*EXERCISE DETAILS*: How many separate lines of the data contain "ReturnDocument"? Give the count and nothing else.

*RECORDS FOR THIS TASK*:
——

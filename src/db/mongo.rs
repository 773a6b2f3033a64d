//! MongoDB client and collection wrapper
//!
//! Thin typed layer over the driver: connection setup with bounded server
//! selection, schema-declared indexes applied at collection construction,
//! and metadata timestamps stamped on every write.

use bson::{doc, oid::ObjectId, DateTime, Document};
use mongodb::{
    options::{IndexOptions, ReturnDocument},
    results::UpdateResult,
    Client, Collection, IndexModel,
};
use serde::{de::DeserializeOwned, Serialize};
use tracing::{error, info};

use crate::db::schemas::Metadata;
use crate::types::TellerError;

/// Trait for schemas that provide index definitions
pub trait IntoIndexes {
    fn into_indices() -> Vec<(Document, Option<IndexOptions>)>;
}

/// Trait for schemas with mutable metadata
pub trait MutMetadata {
    fn mut_metadata(&mut self) -> &mut Metadata;
}

/// MongoDB client wrapper
#[derive(Clone)]
pub struct MongoClient {
    client: Client,
    db_name: String,
}

impl MongoClient {
    /// Create a new MongoDB client
    pub async fn new(uri: &str, db_name: &str) -> Result<Self, TellerError> {
        info!("Connecting to MongoDB at {}", uri);

        // Use serverSelectionTimeoutMS to avoid hanging on unreachable MongoDB
        let timeout_uri = if uri.contains('?') {
            format!("{}&serverSelectionTimeoutMS=3000&connectTimeoutMS=3000", uri)
        } else {
            format!("{}?serverSelectionTimeoutMS=3000&connectTimeoutMS=3000", uri)
        };

        let client = Client::with_uri_str(&timeout_uri)
            .await
            .map_err(|e| TellerError::Database(format!("Failed to connect to MongoDB: {}", e)))?;

        // Verify connection with timeout
        client
            .database(db_name)
            .run_command(doc! { "ping": 1 })
            .await
            .map_err(|e| TellerError::Database(format!("MongoDB ping failed: {}", e)))?;

        info!("Connected to MongoDB database '{}'", db_name);

        Ok(Self {
            client,
            db_name: db_name.to_string(),
        })
    }

    /// Get a typed collection
    pub async fn collection<T>(&self, name: &str) -> Result<MongoCollection<T>, TellerError>
    where
        T: Serialize + DeserializeOwned + Unpin + Send + Sync + Default + IntoIndexes + MutMetadata,
    {
        MongoCollection::new(&self.client, &self.db_name, name).await
    }

    /// Round-trip a ping to the server. Used by the readiness probe.
    pub async fn ping(&self) -> Result<(), TellerError> {
        self.client
            .database(&self.db_name)
            .run_command(doc! { "ping": 1 })
            .await
            .map_err(|e| TellerError::Database(format!("MongoDB ping failed: {}", e)))?;
        Ok(())
    }

    /// Get the raw MongoDB client
    pub fn inner(&self) -> &Client {
        &self.client
    }

    /// Get the database name
    pub fn db_name(&self) -> &str {
        &self.db_name
    }
}

/// Typed MongoDB collection with automatic indexing
///
/// Deletes here are hard deletes: removed connections must leave no owned
/// records behind, so there is no tombstone path.
#[derive(Debug, Clone)]
pub struct MongoCollection<T>
where
    T: Serialize + DeserializeOwned + Unpin + Send + Sync,
{
    inner: Collection<T>,
}

impl<T> MongoCollection<T>
where
    T: Serialize + DeserializeOwned + Unpin + Send + Sync + Default + IntoIndexes + MutMetadata,
{
    /// Create a new collection and apply indexes
    pub async fn new(
        client: &Client,
        db_name: &str,
        collection_name: &str,
    ) -> Result<Self, TellerError> {
        let collection = client.database(db_name).collection::<T>(collection_name);
        let mongo_collection = MongoCollection { inner: collection };

        // Apply indexes
        mongo_collection.apply_indexes().await?;

        Ok(mongo_collection)
    }

    /// Apply schema-defined indexes
    async fn apply_indexes(&self) -> Result<(), TellerError> {
        let schema_indices = T::into_indices();

        if schema_indices.is_empty() {
            return Ok(());
        }

        let indices: Vec<IndexModel> = schema_indices
            .into_iter()
            .map(|(keys, opts)| {
                IndexModel::builder()
                    .keys(keys)
                    .options(opts)
                    .build()
            })
            .collect();

        self.inner
            .create_indexes(indices)
            .await
            .map_err(|e| TellerError::Database(format!("Failed to create indexes: {}", e)))?;

        Ok(())
    }

    /// Insert a document, setting metadata timestamps
    pub async fn insert_one(&self, mut item: T) -> Result<ObjectId, TellerError> {
        let metadata = item.mut_metadata();
        metadata.created_at = Some(DateTime::now());
        metadata.updated_at = Some(DateTime::now());

        let result = self
            .inner
            .insert_one(item)
            .await
            .map_err(|e| TellerError::Database(format!("Insert failed: {}", e)))?;

        result
            .inserted_id
            .as_object_id()
            .ok_or_else(|| TellerError::Database("Failed to get inserted ID".into()))
    }

    /// Insert a batch of documents, setting metadata timestamps on each.
    /// Returns the number inserted; an empty batch is a no-op.
    pub async fn insert_many(&self, items: Vec<T>) -> Result<usize, TellerError> {
        if items.is_empty() {
            return Ok(0);
        }

        let stamped: Vec<T> = items
            .into_iter()
            .map(|mut item| {
                let metadata = item.mut_metadata();
                metadata.created_at = Some(DateTime::now());
                metadata.updated_at = Some(DateTime::now());
                item
            })
            .collect();

        let result = self
            .inner
            .insert_many(stamped)
            .await
            .map_err(|e| TellerError::Database(format!("Bulk insert failed: {}", e)))?;

        Ok(result.inserted_ids.len())
    }

    /// Find one document by filter
    pub async fn find_one(&self, filter: Document) -> Result<Option<T>, TellerError> {
        self.inner
            .find_one(filter)
            .await
            .map_err(|e| TellerError::Database(format!("Find failed: {}", e)))
    }

    /// Find many documents by filter
    pub async fn find_many(&self, filter: Document) -> Result<Vec<T>, TellerError> {
        self.find_with(filter, None).await
    }

    /// Find many documents by filter with a sort order
    pub async fn find_many_sorted(
        &self,
        filter: Document,
        sort: Document,
    ) -> Result<Vec<T>, TellerError> {
        self.find_with(filter, Some(sort)).await
    }

    async fn find_with(
        &self,
        filter: Document,
        sort: Option<Document>,
    ) -> Result<Vec<T>, TellerError> {
        use futures_util::StreamExt;

        let mut find = self.inner.find(filter);
        if let Some(sort) = sort {
            find = find.sort(sort);
        }

        let cursor = find
            .await
            .map_err(|e| TellerError::Database(format!("Find failed: {}", e)))?;

        let results: Vec<T> = cursor
            .filter_map(|doc| async {
                match doc {
                    Ok(d) => Some(d),
                    Err(e) => {
                        error!("Error reading document: {}", e);
                        None
                    }
                }
            })
            .collect()
            .await;

        Ok(results)
    }

    /// Update one document. The update must use update operators; the
    /// metadata update timestamp is folded into its `$set` clause.
    pub async fn update_one(
        &self,
        filter: Document,
        update: Document,
    ) -> Result<UpdateResult, TellerError> {
        let update = with_updated_at(update);

        self.inner
            .update_one(filter, update)
            .await
            .map_err(|e| TellerError::Database(format!("Update failed: {}", e)))
    }

    /// Update one document, inserting it if absent (operator update only)
    pub async fn upsert_one(
        &self,
        filter: Document,
        update: Document,
    ) -> Result<UpdateResult, TellerError> {
        let update = with_created_on_insert(with_updated_at(update));

        self.inner
            .update_one(filter, update)
            .upsert(true)
            .await
            .map_err(|e| TellerError::Database(format!("Upsert failed: {}", e)))
    }

    /// Atomically update-or-insert and return the post-update document.
    /// This is the primitive behind counter increments (`$inc`) that must
    /// not race with concurrent writers.
    pub async fn find_one_and_upsert(
        &self,
        filter: Document,
        update: Document,
    ) -> Result<Option<T>, TellerError> {
        let update = with_created_on_insert(with_updated_at(update));

        self.inner
            .find_one_and_update(filter, update)
            .upsert(true)
            .return_document(ReturnDocument::After)
            .await
            .map_err(|e| TellerError::Database(format!("Atomic upsert failed: {}", e)))
    }

    /// Delete one document, returning the deleted count
    pub async fn delete_one(&self, filter: Document) -> Result<u64, TellerError> {
        let result = self
            .inner
            .delete_one(filter)
            .await
            .map_err(|e| TellerError::Database(format!("Delete failed: {}", e)))?;

        Ok(result.deleted_count)
    }

    /// Delete every document matching the filter, returning the count
    pub async fn delete_many(&self, filter: Document) -> Result<u64, TellerError> {
        let result = self
            .inner
            .delete_many(filter)
            .await
            .map_err(|e| TellerError::Database(format!("Bulk delete failed: {}", e)))?;

        Ok(result.deleted_count)
    }

    /// Get the underlying collection for advanced operations
    pub fn inner(&self) -> &Collection<T> {
        &self.inner
    }
}

/// Fold `metadata.updated_at` into the update's `$set` clause
fn with_updated_at(mut update: Document) -> Document {
    if let Ok(set) = update.get_document_mut("$set") {
        set.insert("metadata.updated_at", DateTime::now());
    } else {
        update.insert("$set", doc! { "metadata.updated_at": DateTime::now() });
    }
    update
}

/// Fold `metadata.created_at` into the update's `$setOnInsert` clause
fn with_created_on_insert(mut update: Document) -> Document {
    if let Ok(set_on_insert) = update.get_document_mut("$setOnInsert") {
        set_on_insert.insert("metadata.created_at", DateTime::now());
    } else {
        update.insert("$setOnInsert", doc! { "metadata.created_at": DateTime::now() });
    }
    update
}

#[cfg(test)]
mod tests {
    use super::*;

    // Integration tests would require a running MongoDB instance
    // See docker-compose.dev.yml for local testing

    #[test]
    fn test_update_timestamp_folds_into_existing_set() {
        let update = with_updated_at(doc! { "$set": { "status": "error" }, "$inc": { "version": 1 } });

        let set = update.get_document("$set").unwrap();
        assert!(set.contains_key("status"));
        assert!(set.contains_key("metadata.updated_at"));
        assert!(update.get_document("$inc").is_ok());
    }

    #[test]
    fn test_update_timestamp_creates_set_when_absent() {
        let update = with_updated_at(doc! { "$inc": { "version": 1 } });

        let set = update.get_document("$set").unwrap();
        assert!(set.contains_key("metadata.updated_at"));
    }

    #[test]
    fn test_created_at_lands_in_set_on_insert() {
        let update = with_created_on_insert(doc! { "$set": { "a": 1 } });

        let set_on_insert = update.get_document("$setOnInsert").unwrap();
        assert!(set_on_insert.contains_key("metadata.created_at"));
    }
}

——

*SOLVED PROBLEM*: 2